Le mouvement de la Sape a également influencé d’autres générations d’artistes. Je me souviens au cours d’un entretien à la télévision, King Kester Emeneya déclara qu’il pouvait débourser jusqu’à 25.000 francs français pour une chemise (3811 Euros aujourd’hui. Je me suis demandé si cette chemise était cousue avec l’habit d’un ange).
La Sape a même traversé le fleuve pour atteindre le Congo Brazzaville. Rapha Boundzeki, considéré comme le Père de la sape dans son pays, s’affichait avec Papa Wemba, dans le titre « L’origine de la sape ».
Il faut voir les sapeurs pendant les obsèques de Papa Wemba à Kinshasa. C’était plutôt la joie à la place de la tristesse.
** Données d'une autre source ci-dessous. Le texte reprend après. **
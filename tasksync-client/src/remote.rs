use crate::config::Settings;
use crate::errors::{ClientError, ClientResult};
use async_trait::async_trait;
use reqwest::{multipart, RequestBuilder, Response, Url};
use serde::de::DeserializeOwned;
use tasksync_core::{
    Base, ErrorResponse, ListBasesResponse, ListRecordsResponse, ListTablesResponse, RecordWrite,
    RemoteFields, RemoteRecord, SyncError, Table, UploadResponse, FIELD_DUE_DATE,
};

/// One page request against the task table.
#[derive(Debug, Clone, PartialEq)]
pub struct PageQuery {
    pub page_size: usize,
    /// Id of the last record already loaded, sent as the `offset` parameter.
    ///
    /// The hosted API only accepts the opaque `offset` token it returned with
    /// the previous page. `select_page` logs that token and drops it, so
    /// against the real service every request after the first is rejected
    /// and loading stops after one page. Fakes that resolve record ids page
    /// through normally.
    pub offset: Option<String>,
    pub sort_field: String,
}

impl PageQuery {
    /// Ascending by due date, the order the task list is shown in.
    pub fn by_due_date(page_size: usize, offset: Option<&str>) -> Self {
        Self {
            page_size,
            offset: offset.map(str::to_string),
            sort_field: FIELD_DUE_DATE.to_string(),
        }
    }
}

/// Record operations the store and fetcher need from the remote table.
#[async_trait]
pub trait RemoteTable: Send + Sync {
    async fn select_page(&self, query: &PageQuery) -> ClientResult<Vec<RemoteRecord>>;

    async fn create_record(&self, fields: RemoteFields) -> ClientResult<RemoteRecord>;

    /// Sends `fields` for an existing record. Cells not present in `fields`
    /// are left untouched by the service.
    async fn update_record(&self, record_id: &str, fields: RemoteFields)
        -> ClientResult<RemoteRecord>;
}

/// HTTP client for the hosted table API.
#[derive(Clone)]
pub struct AirtableClient {
    http: reqwest::Client,
    settings: Settings,
}

impl AirtableClient {
    pub fn new(settings: Settings) -> Self {
        Self {
            http: reqwest::Client::new(),
            settings,
        }
    }

    pub fn settings(&self) -> &Settings {
        &self.settings
    }

    /// Lists the bases visible to the token. Needs only the token, so it can
    /// be used while the rest of the settings are still being filled in.
    pub async fn fetch_bases(&self) -> ClientResult<Vec<Base>> {
        let url = self.api_url(&["v0", "meta", "bases"])?;
        let response: ListBasesResponse = self.send_json(self.http.get(url)).await?;
        tracing::info!("AIRTABLE: fetched {} bases", response.bases.len());
        Ok(response.bases)
    }

    pub async fn fetch_tables(&self, base_id: &str) -> ClientResult<Vec<Table>> {
        let url = self.api_url(&["v0", "meta", "bases", base_id, "tables"])?;
        let response: ListTablesResponse = self.send_json(self.http.get(url)).await?;
        tracing::info!(
            "AIRTABLE: fetched {} tables for base {}",
            response.tables.len(),
            base_id
        );
        Ok(response.tables)
    }

    /// Posts an image as multipart form data (`file` part) to the configured
    /// upload endpoint and returns the URL it reports.
    pub async fn upload_image(&self, file_name: &str, bytes: Vec<u8>) -> ClientResult<String> {
        let endpoint = self
            .settings
            .upload_endpoint
            .as_deref()
            .ok_or(SyncError::UploadNotConfigured)?;
        let url = Url::parse(endpoint).map_err(|e| ClientError::InvalidUrl(e.to_string()))?;

        let part = multipart::Part::bytes(bytes).file_name(file_name.to_string());
        let form = multipart::Form::new().part("file", part);

        let response = self.http.post(url).multipart(form).send().await?;
        let body: UploadResponse = read_json(response).await?;
        tracing::info!("UPLOAD: {} stored at {}", file_name, body.url);
        Ok(body.url)
    }

    fn api_url(&self, segments: &[&str]) -> ClientResult<Url> {
        let mut url =
            Url::parse(&self.settings.api_url).map_err(|e| ClientError::InvalidUrl(e.to_string()))?;
        url.path_segments_mut()
            .map_err(|_| ClientError::InvalidUrl(self.settings.api_url.clone()))?
            .pop_if_empty()
            .extend(segments);
        Ok(url)
    }

    /// URL of the task table, or of one record in it. Fails when the
    /// settings are incomplete.
    fn table_url(&self, record_id: Option<&str>) -> ClientResult<Url> {
        self.settings.validate()?;

        let mut segments = vec![
            "v0",
            self.settings.base_id.as_str(),
            self.settings.table_name.as_str(),
        ];
        if let Some(id) = record_id {
            segments.push(id);
        }
        self.api_url(&segments)
    }

    async fn send_json<T: DeserializeOwned>(&self, request: RequestBuilder) -> ClientResult<T> {
        let response = request.bearer_auth(&self.settings.token).send().await?;
        read_json(response).await
    }
}

#[async_trait]
impl RemoteTable for AirtableClient {
    async fn select_page(&self, query: &PageQuery) -> ClientResult<Vec<RemoteRecord>> {
        let url = self.table_url(None)?;

        let mut params = vec![
            ("pageSize", query.page_size.to_string()),
            ("sort[0][field]", query.sort_field.clone()),
            ("sort[0][direction]", "asc".to_string()),
        ];
        if let Some(offset) = &query.offset {
            params.push(("offset", offset.clone()));
        }

        let response: ListRecordsResponse =
            self.send_json(self.http.get(url).query(&params)).await?;
        tracing::debug!(
            "AIRTABLE: page returned {} records, service offset {:?}",
            response.records.len(),
            response.offset
        );
        Ok(response.records)
    }

    async fn create_record(&self, fields: RemoteFields) -> ClientResult<RemoteRecord> {
        let url = self.table_url(None)?;
        let record: RemoteRecord = self
            .send_json(self.http.post(url).json(&RecordWrite { fields }))
            .await?;

        if record.id.is_empty() {
            return Err(ClientError::CreateRejected);
        }
        tracing::info!("AIRTABLE: created record {}", record.id);
        Ok(record)
    }

    async fn update_record(
        &self,
        record_id: &str,
        fields: RemoteFields,
    ) -> ClientResult<RemoteRecord> {
        let url = self.table_url(Some(record_id))?;
        let record: RemoteRecord = self
            .send_json(self.http.patch(url).json(&RecordWrite { fields }))
            .await?;
        tracing::info!("AIRTABLE: updated record {}", record.id);
        Ok(record)
    }
}

async fn read_json<T: DeserializeOwned>(response: Response) -> ClientResult<T> {
    let status = response.status();
    if !status.is_success() {
        let body = response.text().await.unwrap_or_default();
        let message = serde_json::from_str::<ErrorResponse>(&body)
            .map(|e| e.error.describe())
            .unwrap_or_else(|_| {
                status
                    .canonical_reason()
                    .map(str::to_string)
                    .unwrap_or(body)
            });
        return Err(ClientError::Remote {
            status: status.as_u16(),
            message,
        });
    }

    let bytes = response.bytes().await?;
    Ok(serde_json::from_slice(&bytes)?)
}

#[cfg(test)]
mod tests {
    use super::*;

    fn client(api_url: &str) -> AirtableClient {
        let mut settings = Settings::new("pat123", "appBase", "My Tasks");
        settings.api_url = api_url.to_string();
        AirtableClient::new(settings)
    }

    #[test]
    fn test_table_url_encodes_table_name() {
        let url = client("https://api.airtable.com").table_url(None).unwrap();
        assert_eq!(url.as_str(), "https://api.airtable.com/v0/appBase/My%20Tasks");

        let url = client("http://127.0.0.1:9000/")
            .table_url(Some("rec42"))
            .unwrap();
        assert_eq!(url.as_str(), "http://127.0.0.1:9000/v0/appBase/My%20Tasks/rec42");
    }

    #[test]
    fn test_table_url_requires_configuration() {
        let client = AirtableClient::new(Settings::default());
        assert!(matches!(
            client.table_url(None),
            Err(ClientError::Sync(SyncError::MissingConfiguration))
        ));
        // Meta endpoints only need a parseable base URL.
        assert!(client.api_url(&["v0", "meta", "bases"]).is_ok());
    }

    #[test]
    fn test_page_query_defaults_to_due_date() {
        let query = PageQuery::by_due_date(25, Some("rec25"));
        assert_eq!(query.sort_field, "To Do Date");
        assert_eq!(query.offset.as_deref(), Some("rec25"));
        assert_eq!(query.page_size, 25);
    }
}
Ils ont pleuré et célébré à leur manière le Pape de la Sape africaine, le Roi de la rumba congolaise. « Papa...Papa….Papa Wemba tu continueras à saper au ciel comme tu le faisais sur terre. Adieu Papa… » a lancé un jeune-sapeur du Congo Brazzaville.
Un modèle de réussite
Pour la plupart d’artistes la musique rime avec le succès et son corollaire, l’argent.
Sorti d’une famille modeste, son père fut un ancien combattant de la Force Publique (l’armée nationale à la colonisation belge). Papa Wemba a réussi en partant de rien (disons de quelque chose : sa musique) pour devenir ensuite une star mondiale, un symbole de réussite pour les jeunes et surtout pour les artistes. « Lorsqu’on voit sa brillante carrière, il symbolise le sens de la gagne, la réalisation de soi, la race de vaincre. Il avait en lui cette folle envie de vaincre » constate Didier M’Buy.
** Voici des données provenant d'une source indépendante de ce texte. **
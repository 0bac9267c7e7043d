use async_trait::async_trait;
use std::sync::{Arc, Mutex};
use tasksync_client::{
    ClientError, ClientResult, Connectivity, EventDispatcher, MemoryPersistence, PageQuery,
    RemoteTable, SyncEvent, TaskStore,
};
use tasksync_core::{RemoteFields, RemoteRecord, TaskDate, TaskStatus};

#[derive(Default)]
struct FakeState {
    records: Vec<RemoteRecord>,
    next_id: usize,
    fail_reads: bool,
    fail_writes: bool,
    queries: Vec<PageQuery>,
    writes: Vec<(Option<String>, RemoteFields)>,
}

/// In-process stand-in for the remote table with failure injection.
#[derive(Clone, Default)]
#[allow(dead_code)]
pub struct FakeTable {
    state: Arc<Mutex<FakeState>>,
}

#[allow(dead_code)]
impl FakeTable {
    pub fn new() -> Self {
        Self::default()
    }

    /// A table holding `count` records due on consecutive days of 2024.
    pub fn with_records(count: usize) -> Self {
        let table = Self::new();
        for i in 0..count {
            table.insert(make_record(
                &format!("rec{:03}", i + 1),
                &format!("Task {}", i + 1),
                &format!("2024-01-{:02}", (i % 28) + 1),
            ));
        }
        table
    }

    pub fn insert(&self, record: RemoteRecord) {
        let mut state = self.state.lock().unwrap();
        state.next_id += 1;
        state.records.push(record);
    }

    pub fn fail_reads(&self, fail: bool) {
        self.state.lock().unwrap().fail_reads = fail;
    }

    pub fn fail_writes(&self, fail: bool) {
        self.state.lock().unwrap().fail_writes = fail;
    }

    pub fn queries(&self) -> Vec<PageQuery> {
        self.state.lock().unwrap().queries.clone()
    }

    /// Every create (`None`) and update (`Some(id)`) payload received.
    pub fn writes(&self) -> Vec<(Option<String>, RemoteFields)> {
        self.state.lock().unwrap().writes.clone()
    }

    pub fn record(&self, id: &str) -> Option<RemoteRecord> {
        self.state
            .lock()
            .unwrap()
            .records
            .iter()
            .find(|record| record.id == id)
            .cloned()
    }
}

fn unavailable() -> ClientError {
    ClientError::Remote {
        status: 503,
        message: "SERVICE_UNAVAILABLE".to_string(),
    }
}

#[async_trait]
impl RemoteTable for FakeTable {
    async fn select_page(&self, query: &PageQuery) -> ClientResult<Vec<RemoteRecord>> {
        // Suspend once like a real request would, so overlapping loads can be observed.
        tokio::task::yield_now().await;

        let mut state = self.state.lock().unwrap();
        state.queries.push(query.clone());
        if state.fail_reads {
            return Err(unavailable());
        }

        let start = match &query.offset {
            Some(offset) => state
                .records
                .iter()
                .position(|record| &record.id == offset)
                .map(|index| index + 1)
                .unwrap_or(state.records.len()),
            None => 0,
        };
        Ok(state
            .records
            .iter()
            .skip(start)
            .take(query.page_size)
            .cloned()
            .collect())
    }

    async fn create_record(&self, fields: RemoteFields) -> ClientResult<RemoteRecord> {
        let mut state = self.state.lock().unwrap();
        if state.fail_writes {
            return Err(unavailable());
        }
        state.writes.push((None, fields.clone()));
        state.next_id += 1;
        let record = RemoteRecord {
            id: format!("rec{:03}", state.next_id),
            created_time: None,
            fields,
        };
        state.records.push(record.clone());
        Ok(record)
    }

    async fn update_record(
        &self,
        record_id: &str,
        fields: RemoteFields,
    ) -> ClientResult<RemoteRecord> {
        let mut state = self.state.lock().unwrap();
        if state.fail_writes {
            return Err(unavailable());
        }
        state.writes.push((Some(record_id.to_string()), fields.clone()));
        let record = state
            .records
            .iter_mut()
            .find(|record| record.id == record_id)
            .ok_or_else(|| ClientError::Remote {
                status: 404,
                message: "NOT_FOUND".to_string(),
            })?;
        record.fields = fields;
        Ok(record.clone())
    }
}

#[allow(dead_code)]
pub fn make_record(id: &str, title: &str, due: &str) -> RemoteRecord {
    RemoteRecord {
        id: id.to_string(),
        created_time: None,
        fields: RemoteFields {
            title: Some(title.to_string()),
            status: Some(TaskStatus::ToDo.to_string()),
            due_date: Some(due.to_string()),
            ..Default::default()
        },
    }
}

/// Collects every event the dispatcher delivers.
#[allow(dead_code)]
pub fn record_events(dispatcher: &EventDispatcher) -> Arc<Mutex<Vec<SyncEvent>>> {
    let seen = Arc::new(Mutex::new(Vec::new()));
    let seen_clone = seen.clone();
    dispatcher
        .register_rust_callback(move |event| {
            seen_clone.lock().unwrap().push(event);
        })
        .unwrap();
    seen
}

#[allow(dead_code)]
pub struct Harness {
    pub table: FakeTable,
    pub store: TaskStore<FakeTable, MemoryPersistence>,
    pub events: Arc<EventDispatcher>,
    pub connectivity: Connectivity,
    pub seen: Arc<Mutex<Vec<SyncEvent>>>,
}

#[allow(dead_code)]
impl Harness {
    pub async fn new(table: FakeTable) -> Self {
        Self::with_persistence(table, MemoryPersistence::new()).await
    }

    pub async fn with_persistence(table: FakeTable, persistence: MemoryPersistence) -> Self {
        let events = Arc::new(EventDispatcher::new());
        let seen = record_events(&events);
        let connectivity = Connectivity::new(true).with_events(events.clone());
        let store = TaskStore::open(
            Arc::new(table.clone()),
            persistence,
            connectivity.clone(),
            events.clone(),
        )
        .await
        .unwrap();

        Self {
            table,
            store,
            events,
            connectivity,
            seen,
        }
    }

    /// Delivers queued events and returns everything seen so far.
    pub fn events(&self) -> Vec<SyncEvent> {
        self.events.process_events().unwrap();
        self.seen.lock().unwrap().clone()
    }

    /// Loads the fake table's records straight into the cache.
    pub async fn seed_from_table(&self) {
        let query = PageQuery::by_due_date(100, None);
        let records = self.table.select_page(&query).await.unwrap();
        let tasks = records.iter().map(tasksync_core::from_remote_record).collect();
        self.store.replace_all(tasks).await;
    }
}

#[allow(dead_code)]
pub fn due(year: i32, month: u32, day: u32) -> TaskDate {
    TaskDate::from_ymd(year, month, day)
}
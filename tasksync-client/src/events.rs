//! Notification system for the task store
//!
//! Store operations and the page loader report what happened through an
//! [`EventDispatcher`]. Emitting never blocks and never fails: events are
//! queued, and registered callbacks only run when the owner of the UI loop
//! calls [`EventDispatcher::process_events`].
//!
//! # Event Kinds
//!
//! - Task changes: `TaskCreated`, `TaskUpdated`
//! - Loading: `PageLoaded`, `PageFailed`
//! - User-facing notices: `OperationSucceeded`, `OperationFailed`
//! - Connectivity: `ConnectionLost`, `ConnectionRestored`

use crate::errors::{ClientError, ClientResult};
use std::sync::{mpsc, Mutex};

#[derive(Debug, Clone, Copy, PartialEq, Eq, Hash)]
pub enum EventType {
    TaskCreated,
    TaskUpdated,
    PageLoaded,
    PageFailed,
    OperationSucceeded,
    OperationFailed,
    ConnectionLost,
    ConnectionRestored,
}

/// Event enum with typed variants.
///
/// # Example
///
/// ```rust,no_run
/// use tasksync_client::events::{EventDispatcher, SyncEvent};
///
/// let dispatcher = EventDispatcher::new();
///
/// dispatcher.register_rust_callback(|event| {
///     match event {
///         SyncEvent::OperationSucceeded { message } => println!("✅ {}", message),
///         SyncEvent::OperationFailed { message, .. } => eprintln!("❌ {}", message),
///         _ => {}
///     }
/// }).unwrap();
/// ```
#[derive(Debug, Clone, PartialEq)]
pub enum SyncEvent {
    /// A task was created remotely and added to the cache
    TaskCreated { id: String, title: String },
    /// A cached task was replaced after a confirmed remote write
    TaskUpdated { id: String, title: String },
    /// A page of tasks was applied to the cache
    PageLoaded { count: usize, has_more: bool },
    /// A page request failed and loading stopped
    PageFailed { message: String },
    /// Short confirmation shown to the user
    OperationSucceeded { message: String },
    /// Short failure notice shown to the user, with the underlying error
    OperationFailed { message: String, error: String },
    ConnectionLost,
    ConnectionRestored,
}

impl SyncEvent {
    pub fn event_type(&self) -> EventType {
        match self {
            SyncEvent::TaskCreated { .. } => EventType::TaskCreated,
            SyncEvent::TaskUpdated { .. } => EventType::TaskUpdated,
            SyncEvent::PageLoaded { .. } => EventType::PageLoaded,
            SyncEvent::PageFailed { .. } => EventType::PageFailed,
            SyncEvent::OperationSucceeded { .. } => EventType::OperationSucceeded,
            SyncEvent::OperationFailed { .. } => EventType::OperationFailed,
            SyncEvent::ConnectionLost => EventType::ConnectionLost,
            SyncEvent::ConnectionRestored => EventType::ConnectionRestored,
        }
    }
}

struct RustCallbackEntry {
    callback: Box<dyn Fn(SyncEvent) + Send>,
    event_filter: Option<EventType>,
}

pub struct EventDispatcher {
    rust_callbacks: Mutex<Vec<RustCallbackEntry>>,
    event_queue: Mutex<mpsc::Receiver<SyncEvent>>,
    event_sender: mpsc::Sender<SyncEvent>,
}

impl EventDispatcher {
    pub fn new() -> Self {
        let (sender, receiver) = mpsc::channel();
        Self {
            rust_callbacks: Mutex::new(Vec::new()),
            event_queue: Mutex::new(receiver),
            event_sender: sender,
        }
    }

    pub fn register_rust_callback<F>(&self, callback: F) -> ClientResult<()>
    where
        F: Fn(SyncEvent) + Send + 'static,
    {
        self.push_callback(Box::new(callback), None)
    }

    /// Register a callback that only receives events of one type
    pub fn register_rust_callback_filtered<F>(
        &self,
        callback: F,
        event_filter: EventType,
    ) -> ClientResult<()>
    where
        F: Fn(SyncEvent) + Send + 'static,
    {
        self.push_callback(Box::new(callback), Some(event_filter))
    }

    fn push_callback(
        &self,
        callback: Box<dyn Fn(SyncEvent) + Send>,
        event_filter: Option<EventType>,
    ) -> ClientResult<()> {
        let mut callbacks = self
            .rust_callbacks
            .lock()
            .map_err(|_| ClientError::LockError("rust_callbacks".into()))?;

        callbacks.push(RustCallbackEntry {
            callback,
            event_filter,
        });

        Ok(())
    }

    pub fn emit_task_created(&self, id: &str, title: &str) {
        self.queue_event(SyncEvent::TaskCreated {
            id: id.to_string(),
            title: title.to_string(),
        });
    }

    pub fn emit_task_updated(&self, id: &str, title: &str) {
        self.queue_event(SyncEvent::TaskUpdated {
            id: id.to_string(),
            title: title.to_string(),
        });
    }

    pub fn emit_page_loaded(&self, count: usize, has_more: bool) {
        self.queue_event(SyncEvent::PageLoaded { count, has_more });
    }

    pub fn emit_page_failed(&self, message: &str) {
        self.queue_event(SyncEvent::PageFailed {
            message: message.to_string(),
        });
    }

    pub fn emit_success(&self, message: impl Into<String>) {
        self.queue_event(SyncEvent::OperationSucceeded {
            message: message.into(),
        });
    }

    pub fn emit_failure(&self, message: impl Into<String>, error: &ClientError) {
        self.queue_event(SyncEvent::OperationFailed {
            message: message.into(),
            error: error.to_string(),
        });
    }

    pub fn emit_connection_lost(&self) {
        self.queue_event(SyncEvent::ConnectionLost);
    }

    pub fn emit_connection_restored(&self) {
        self.queue_event(SyncEvent::ConnectionRestored);
    }

    fn queue_event(&self, event: SyncEvent) {
        if self.event_sender.send(event).is_err() {
            tracing::error!("Failed to queue event - receiver may have been dropped");
        }
    }

    /// Deliver all queued events to matching callbacks. Returns how many
    /// events were taken off the queue.
    pub fn process_events(&self) -> ClientResult<usize> {
        let queue = self
            .event_queue
            .lock()
            .map_err(|_| ClientError::LockError("event_queue".into()))?;
        let callbacks = self
            .rust_callbacks
            .lock()
            .map_err(|_| ClientError::LockError("rust_callbacks".into()))?;

        let mut processed_count = 0;
        while let Ok(event) = queue.try_recv() {
            let event_type = event.event_type();
            for entry in callbacks.iter() {
                if entry.event_filter.map_or(true, |filter| filter == event_type) {
                    (entry.callback)(event.clone());
                }
            }
            processed_count += 1;
        }

        Ok(processed_count)
    }
}

impl Default for EventDispatcher {
    fn default() -> Self {
        Self::new()
    }
}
Il avait un rêve, il voulait réussir et allez plus loin. « Papa Wemba n’a pas fait des grandes études, mais il a appris sur le tas. Il se cultivait. Il était un autodidacte.» m’a confié un de ses proches.
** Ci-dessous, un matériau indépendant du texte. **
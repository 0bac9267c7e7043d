//! Tasksync - a task list mirrored from an Airtable table
//!
//! This crate provides a unified API over the task store and its remote.
//!
//! # Example
//!
//! ```ignore
//! use std::sync::Arc;
//! use tasksync::{AirtableClient, Connectivity, EventDispatcher, Settings, SqlitePersistence, TaskStore};
//!
//! let settings = Settings::from_env();
//! let events = Arc::new(EventDispatcher::new());
//! let persistence = SqlitePersistence::new(&settings.database_url).await?;
//! let store = TaskStore::open(
//!     Arc::new(AirtableClient::new(settings)),
//!     persistence,
//!     Connectivity::default(),
//!     events,
//! )
//! .await?;
//! store.delay("recXYZ", DelayOption::OneWeek).await?;
//! ```

// Re-export client types
pub use tasksync_client::{
    AirtableClient, ClientError, ClientResult, Connectivity, EventDispatcher, EventType,
    LoadStatus, MemoryPersistence, PageLoader, PageOutcome, PageQuery, PaginatedFetcher,
    RemoteTable, Settings, SkipReason, SqlitePersistence, SyncEvent, TaskPersistence, TaskStore,
};

// Re-export core types that applications work with
pub use tasksync_core::errors::SyncError;
pub use tasksync_core::models::{
    DelayOption, Employee, Priority, Task, TaskDate, TaskDraft, TaskStatus, TaskUpdate,
};
pub use tasksync_core::SyncResult;
use crate::errors::{ClientError, ClientResult};
use crate::events::EventDispatcher;
use std::sync::{
    atomic::{AtomicBool, Ordering},
    Arc,
};

/// Shared online/offline flag. The host flips it from its network signal;
/// the page loader and the store read it before touching the remote table.
#[derive(Clone)]
pub struct Connectivity {
    is_online: Arc<AtomicBool>,
    event_dispatcher: Option<Arc<EventDispatcher>>,
}

impl Connectivity {
    pub fn new(online: bool) -> Self {
        Self {
            is_online: Arc::new(AtomicBool::new(online)),
            event_dispatcher: None,
        }
    }

    pub fn with_events(mut self, event_dispatcher: Arc<EventDispatcher>) -> Self {
        self.event_dispatcher = Some(event_dispatcher);
        self
    }

    pub fn is_online(&self) -> bool {
        self.is_online.load(Ordering::Relaxed)
    }

    /// Returns true when the flag actually changed.
    pub fn set_online(&self, online: bool) -> bool {
        let previous = self.is_online.swap(online, Ordering::Relaxed);
        if previous == online {
            return false;
        }

        if online {
            tracing::info!("CONNECTIVITY: back online");
        } else {
            tracing::warn!("CONNECTIVITY: offline, remote operations disabled");
        }
        if let Some(dispatcher) = &self.event_dispatcher {
            if online {
                dispatcher.emit_connection_restored();
            } else {
                dispatcher.emit_connection_lost();
            }
        }
        true
    }

    pub fn ensure_online(&self) -> ClientResult<()> {
        if self.is_online() {
            Ok(())
        } else {
            Err(ClientError::Offline)
        }
    }
}

impl Default for Connectivity {
    fn default() -> Self {
        Self::new(true)
    }
}
use thiserror::Error;

#[derive(Error, Debug)]
pub enum SyncError {
    #[error("Airtable configuration is missing")]
    MissingConfiguration,

    #[error("Image upload endpoint is not configured")]
    UploadNotConfigured,

    #[error("Invalid delay: {0} days (expected 1, 2, 7 or 14)")]
    InvalidDelay(u32),

    #[error("Invalid status: {0}")]
    InvalidStatus(String),

    #[error("Invalid date: {0}")]
    InvalidDate(String),

    #[error("Serialization error: {0}")]
    Serialization(String),
}

impl From<serde_json::Error> for SyncError {
    fn from(err: serde_json::Error) -> Self {
        SyncError::Serialization(err.to_string())
    }
}

pub type SyncResult<T> = Result<T, SyncError>;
Son crédo en kikongo (une des langues locales en RDC), « Kento ya ngolo, Inzo ya ngolo, mutuka ya ngolo », qui veut dire, une bonne femme, une jolie maison et une belle voiture ». Repris ensuite dans un « lingala » urbain par les musiciens de Wenge Musica. « Car a danzé, Momie y a danzé, palais a danzé ».
En réussissant, il est parmi ceux qui ont sauvé l’honneur des artistes. Aucun parent ne voulait à l’époque donner sa fille à un musicien. Un métier sans avenir, des petits voyous obligés à quémander. La réussite sociale de Papa Wemba a inspiré des jeunes gens issus de familles ou quartiers défavorisés.
Tout est possible à celui qui veut réussir.